Very Good! Venting is always good too! I am also having these types of feelings about a best guy friend of mine, and yes, it doesn't seem real to us. But yes, it is how our mind and feelings treat us.
There are mistakes here and there, the flow isn't great or the rhyme scheme but that's nothing that a re-write can't fix. Also I think you accidentally messed up these lines:
I thought I knew
What exactly I wanted
I think you meant, I thought I knew exactly what I wanted. Try a re-write to clean it up a bit. Overall it was a decent write. Thanks for sharing. Keep writing! :)

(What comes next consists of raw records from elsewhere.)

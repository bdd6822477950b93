use serde::{Deserialize, Serialize};
use std::collections::HashMap;
use std::fmt;

#[inline]
fn int_to_f64(value: i64) -> f64 {
    #[allow(clippy::cast_precision_loss)]
    {
        value as f64
    }
}

/// A single untyped value from normalized frame metadata.
///
/// Upstream header normalization hands over whatever the header carried,
/// so a field may be text, a number, a flag, or an explicit null.
#[derive(Debug, Clone, PartialEq, Serialize, Deserialize)]
#[serde(untagged)]
pub enum MetadataValue {
    Null,
    Bool(bool),
    Integer(i64),
    Float(f64),
    Text(String),
}

impl MetadataValue {
    /// Coerce to a float. Text is trimmed and parsed; failure yields `None`.
    #[must_use]
    pub fn as_f64(&self) -> Option<f64> {
        match self {
            Self::Null => None,
            Self::Bool(b) => Some(if *b { 1.0 } else { 0.0 }),
            Self::Integer(i) => Some(int_to_f64(*i)),
            Self::Float(f) => Some(*f),
            Self::Text(s) => s.trim().parse::<f64>().ok(),
        }
    }

    /// Textual form of a non-null value
    #[must_use]
    pub fn as_text(&self) -> Option<String> {
        match self {
            Self::Null => None,
            other => Some(other.to_string()),
        }
    }

    #[must_use]
    pub fn is_null(&self) -> bool {
        matches!(self, Self::Null)
    }
}

impl fmt::Display for MetadataValue {
    fn fmt(&self, f: &mut fmt::Formatter<'_>) -> fmt::Result {
        match self {
            Self::Null => Ok(()),
            Self::Bool(true) => write!(f, "True"),
            Self::Bool(false) => write!(f, "False"),
            Self::Integer(i) => write!(f, "{i}"),
            // Debug keeps the fractional part: 120.0 renders as "120.0"
            Self::Float(v) => write!(f, "{v:?}"),
            Self::Text(s) => write!(f, "{s}"),
        }
    }
}

impl From<&str> for MetadataValue {
    fn from(s: &str) -> Self {
        Self::Text(s.to_string())
    }
}

impl From<String> for MetadataValue {
    fn from(s: String) -> Self {
        Self::Text(s)
    }
}

impl From<i64> for MetadataValue {
    fn from(i: i64) -> Self {
        Self::Integer(i)
    }
}

impl From<i32> for MetadataValue {
    fn from(i: i32) -> Self {
        Self::Integer(i64::from(i))
    }
}

impl From<f64> for MetadataValue {
    fn from(f: f64) -> Self {
        Self::Float(f)
    }
}

impl From<bool> for MetadataValue {
    fn from(b: bool) -> Self {
        Self::Bool(b)
    }
}

impl<T: Into<MetadataValue>> From<Option<T>> for MetadataValue {
    fn from(value: Option<T>) -> Self {
        value.map_or(Self::Null, Into::into)
    }
}

/// Normalized metadata of one frame, keyed by normalized header name.
///
/// No field is guaranteed to be present. The typed readers collapse a
/// missing key, an explicit null, and (for numbers) an unparseable value
/// into `None`.
#[derive(Debug, Clone, Default, PartialEq, Serialize, Deserialize)]
#[serde(transparent)]
pub struct FrameMetadata {
    fields: HashMap<String, MetadataValue>,
}

impl FrameMetadata {
    #[must_use]
    pub fn new() -> Self {
        Self::default()
    }

    /// Builder-style insert
    #[must_use]
    pub fn with(mut self, key: impl Into<String>, value: impl Into<MetadataValue>) -> Self {
        self.insert(key, value);
        self
    }

    pub fn insert(&mut self, key: impl Into<String>, value: impl Into<MetadataValue>) {
        self.fields.insert(key.into(), value.into());
    }

    /// Raw value lookup, including explicit nulls
    #[must_use]
    pub fn get(&self, key: &str) -> Option<&MetadataValue> {
        self.fields.get(key)
    }

    /// Read a field as a float.
    ///
    /// Returns `None` if the key is missing, the value is null, or the value
    /// cannot be coerced to a number. A coercion failure is never reported
    /// as zero.
    #[must_use]
    pub fn get_f64(&self, key: &str) -> Option<f64> {
        self.fields.get(key).and_then(MetadataValue::as_f64)
    }

    /// Read a field as a string.
    ///
    /// Returns `None` if the key is missing or the value is null. Any other
    /// value, numeric ones included, is stringified.
    #[must_use]
    pub fn get_str(&self, key: &str) -> Option<String> {
        self.fields.get(key).and_then(MetadataValue::as_text)
    }

    #[must_use]
    pub fn len(&self) -> usize {
        self.fields.len()
    }

    #[must_use]
    pub fn is_empty(&self) -> bool {
        self.fields.is_empty()
    }
}

impl<K: Into<String>, V: Into<MetadataValue>> FromIterator<(K, V)> for FrameMetadata {
    fn from_iter<I: IntoIterator<Item = (K, V)>>(iter: I) -> Self {
        Self {
            fields: iter
                .into_iter()
                .map(|(k, v)| (k.into(), v.into()))
                .collect(),
        }
    }
}

#[cfg(test)]
mod tests {
    use super::*;

    #[test]
    fn test_get_f64_from_text() {
        let meta = FrameMetadata::new()
            .with("exposureseconds", "120.0")
            .with("gain", "100");
        assert_eq!(meta.get_f64("exposureseconds"), Some(120.0));
        assert_eq!(meta.get_f64("gain"), Some(100.0));
    }

    #[test]
    fn test_get_f64_from_numbers() {
        let meta = FrameMetadata::new()
            .with("gain", 100_i64)
            .with("settemp", -10.5)
            .with("flag", true);
        assert_eq!(meta.get_f64("gain"), Some(100.0));
        assert_eq!(meta.get_f64("settemp"), Some(-10.5));
        assert_eq!(meta.get_f64("flag"), Some(1.0));
    }

    #[test]
    fn test_get_f64_absent_cases() {
        let meta = FrameMetadata::new()
            .with("exposureseconds", MetadataValue::Null)
            .with("gain", "not_a_number")
            .with("offset", "");
        assert_eq!(meta.get_f64("exposureseconds"), None);
        assert_eq!(meta.get_f64("gain"), None);
        assert_eq!(meta.get_f64("offset"), None);
        assert_eq!(meta.get_f64("missing"), None);
    }

    #[test]
    fn test_get_f64_trims_whitespace() {
        let meta = FrameMetadata::new().with("exposureseconds", " 60 ");
        assert_eq!(meta.get_f64("exposureseconds"), Some(60.0));
    }

    #[test]
    fn test_get_str() {
        let meta = FrameMetadata::new()
            .with("camera", "ZWO ASI294")
            .with("gain", 100_i64)
            .with("exposureseconds", 120.0)
            .with("filter", MetadataValue::Null);
        assert_eq!(meta.get_str("camera").as_deref(), Some("ZWO ASI294"));
        assert_eq!(meta.get_str("gain").as_deref(), Some("100"));
        assert_eq!(meta.get_str("exposureseconds").as_deref(), Some("120.0"));
        assert_eq!(meta.get_str("filter"), None);
        assert_eq!(meta.get_str("missing"), None);
    }

    #[test]
    fn test_deserialize_mixed_values() {
        let meta: FrameMetadata = serde_json::from_str(
            r#"{"camera": "ASI2600", "gain": 100, "settemp": -10.0, "filter": null}"#,
        )
        .unwrap();
        assert_eq!(meta.get("gain"), Some(&MetadataValue::Integer(100)));
        assert_eq!(meta.get("settemp"), Some(&MetadataValue::Float(-10.0)));
        assert!(meta.get("filter").is_some_and(MetadataValue::is_null));
        assert_eq!(meta.len(), 4);
    }

    #[test]
    fn test_option_into_value() {
        let meta = FrameMetadata::new().with("date", None::<&str>);
        assert_eq!(meta.get_str("date"), None);
        assert_eq!(meta.len(), 1);
    }
}
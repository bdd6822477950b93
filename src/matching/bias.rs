use crate::core::metadata::FrameMetadata;
use crate::core::pool::CalibrationPool;
use crate::core::types::CalibrationKind;
use crate::matching::camera::matches_camera_settings;
use crate::matching::config::MatchingConfig;

/// Find a bias or master bias for a light frame.
///
/// Bias frames are zero-exposure, so only the frame type and camera
/// settings are checked. The first compatible entry in pool order wins;
/// callers wanting a particular bias must order the pool accordingly.
#[must_use]
pub fn find_bias<'a>(
    light: &FrameMetadata,
    pool: &'a CalibrationPool,
    config: &MatchingConfig,
) -> Option<&'a str> {
    let requirements = config.camera_requirements();
    pool.iter()
        .find(|(_, cal)| {
            CalibrationKind::Bias.matches(cal) && matches_camera_settings(light, cal, requirements)
        })
        .map(|(id, _)| id)
}
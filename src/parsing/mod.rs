//! Loaders for frame metadata produced by upstream header normalization.
//!
//! This module reads already-normalized metadata; it never opens image
//! files. Supported inputs:
//!
//! - **JSON light file**: one object of `field: value` pairs
//! - **JSON pool file**: an object mapping frame identifiers to metadata
//!   objects, read in document order
//! - **TSV/CSV table**: one row per frame, identifier in the first column
//!
//! ## Example
//!
//! ```rust
//! use calib_solver::parsing::json::parse_pool_json;
//!
//! let pool = parse_pool_json(r#"{
//!     "bias_1.fits": {"type": "BIAS", "camera": "ASI294MC"},
//!     "dark_300.fits": {"type": "DARK", "camera": "ASI294MC", "exposureseconds": 300}
//! }"#).unwrap();
//! assert_eq!(pool.ids().collect::<Vec<_>>(), vec!["bias_1.fits", "dark_300.fits"]);
//! ```
//!
//! ## Table Layout
//!
//! | filename       | type | camera   | exposureseconds | settemp |
//! |----------------|------|----------|-----------------|---------|
//! | dark_300.fits  | DARK | ASI294MC | 300             | -10     |
//! | bias_1.fits    | BIAS | ASI294MC |                 | -10     |
//!
//! Empty cells are read as null.

use std::path::Path;
use thiserror::Error;
use tracing::debug;

use crate::core::metadata::FrameMetadata;
use crate::core::pool::CalibrationPool;
use crate::utils::validation::MAX_FRAMES;

pub mod json;
pub mod tsv;

#[derive(Error, Debug)]
pub enum ParseError {
    #[error("IO error: {0}")]
    Io(#[from] std::io::Error),

    #[error("Invalid JSON: {0}")]
    Json(#[from] serde_json::Error),

    #[error("Invalid format: {0}")]
    InvalidFormat(String),

    #[error("Duplicate frame identifier: {0}")]
    DuplicateIdentifier(String),

    #[error("Too many frames: {0} exceeds maximum allowed ({max})", max = MAX_FRAMES)]
    TooManyFrames(usize),
}

/// File layout, chosen from the extension
#[derive(Clone, Copy, Debug, PartialEq, Eq)]
pub enum InputFormat {
    Json,
    Tsv,
    Csv,
}

impl InputFormat {
    /// Detect from the file extension; anything unrecognized is read as JSON
    #[must_use]
    pub fn from_path(path: &Path) -> Self {
        let ext = path
            .extension()
            .and_then(|e| e.to_str())
            .map(str::to_lowercase);

        match ext.as_deref() {
            Some("tsv" | "txt") => Self::Tsv,
            Some("csv") => Self::Csv,
            _ => Self::Json,
        }
    }
}

/// Load a calibration pool from a JSON or TSV/CSV file
///
/// # Errors
///
/// Returns `ParseError::Io` if the file cannot be read, or the format's
/// parse errors if the content is invalid.
pub fn load_pool(path: &Path) -> Result<CalibrationPool, ParseError> {
    let format = InputFormat::from_path(path);
    debug!("Reading {} as {format:?}", path.display());

    let pool = match format {
        InputFormat::Json => json::parse_pool_file(path),
        InputFormat::Tsv => tsv::parse_table_file(path, '\t'),
        InputFormat::Csv => tsv::parse_table_file(path, ','),
    }?;

    debug!("Read {} frames from {}", pool.len(), path.display());
    Ok(pool)
}

/// Load a single light frame's metadata.
///
/// JSON files hold one metadata object; a table must contain exactly one
/// row, whose identifier column is kept as the `filename` field.
///
/// # Errors
///
/// Returns `ParseError::Io` if the file cannot be read,
/// `ParseError::InvalidFormat` if a table does not contain exactly one row,
/// or the format's parse errors if the content is invalid.
pub fn load_light(path: &Path) -> Result<FrameMetadata, ParseError> {
    let format = InputFormat::from_path(path);
    debug!("Reading light frame {} as {format:?}", path.display());

    let delimiter = match format {
        InputFormat::Json => return json::parse_light_file(path),
        InputFormat::Tsv => '\t',
        InputFormat::Csv => ',',
    };

    let table = tsv::parse_table_file(path, delimiter)?;
    if table.len() != 1 {
        return Err(ParseError::InvalidFormat(format!(
            "Expected exactly one light frame row, found {}",
            table.len()
        )));
    }
    let light = table
        .iter()
        .next()
        .map(|(id, meta)| tsv::with_filename(id, meta))
        .ok_or_else(|| ParseError::InvalidFormat("No light frame found".to_string()));
    light
}

/// Load many light frames, keyed by identifier, in file order.
///
/// Table rows keep their identifier as the `filename` field, the same as
/// [`load_light`] does for a single row.
///
/// # Errors
///
/// Same as [`load_pool`]; light frames use the pool file layout.
pub fn load_lights(path: &Path) -> Result<CalibrationPool, ParseError> {
    let lights = load_pool(path)?;
    if InputFormat::from_path(path) == InputFormat::Json {
        return Ok(lights);
    }

    let named = lights
        .iter()
        .fold(CalibrationPool::new(), |pool, (id, meta)| {
            pool.with(id, tsv::with_filename(id, meta))
        });
    Ok(named)
}
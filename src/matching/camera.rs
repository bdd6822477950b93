use crate::core::metadata::FrameMetadata;
use crate::core::types::{HEADER_CAMERA, HEADER_GAIN, HEADER_OFFSET};

/// Which camera settings must agree between a light and a calibration frame
#[derive(Debug, Clone, Copy, PartialEq, Eq)]
pub struct CameraRequirements {
    pub gain: bool,
    pub offset: bool,
}

impl Default for CameraRequirements {
    fn default() -> Self {
        Self {
            gain: true,
            offset: true,
        }
    }
}

/// Check whether a calibration frame was taken with compatible camera settings.
///
/// The camera name must be present on both frames and identical
/// (case-sensitive). Gain and offset, when required, must be numerically
/// equal only if both frames record them; a value missing on either side
/// skips that check.
#[must_use]
pub fn matches_camera_settings(
    light: &FrameMetadata,
    calibration: &FrameMetadata,
    requirements: CameraRequirements,
) -> bool {
    match (light.get_str(HEADER_CAMERA), calibration.get_str(HEADER_CAMERA)) {
        (Some(a), Some(b)) if a == b => {}
        _ => return false,
    }

    if requirements.gain && !numeric_field_agrees(light, calibration, HEADER_GAIN) {
        return false;
    }

    if requirements.offset && !numeric_field_agrees(light, calibration, HEADER_OFFSET) {
        return false;
    }

    true
}

/// True unless both frames carry the field and the values differ
#[allow(clippy::float_cmp)]
fn numeric_field_agrees(light: &FrameMetadata, calibration: &FrameMetadata, key: &str) -> bool {
    match (light.get_f64(key), calibration.get_f64(key)) {
        (Some(a), Some(b)) => a == b,
        _ => true,
    }
}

I agree that this isn't one of your best pieces - at least in terms of being a completed, polished piece. However, it ranks very high among your more recent, straight emotion pieces. Remember that writing doesn't have to be perfect in order to be PERFECT. As long as the thoughts and feelings of the writer are carried to the reader, the writing is perfect - a task which this piece aptly does.
This was very good. I liked it because it was set up like a prayer, begging The Lord for guidance. I think I know exactly what you're going through. I have this friend...and we are very close and we dated for a while but it got too awkward because we were best friends. But then I started to develop feelings for him again. It's hard. The ending really was good. It was strong and powerful. You should keep it. It was emotional and I could relate. I loved it. :):)
Hello! My names Manda. I am 24 years of age and have an Associate of Arts degree. I am a former National Honors Society member and am hoping to continue my education by starting my Bachelors degree in.. more..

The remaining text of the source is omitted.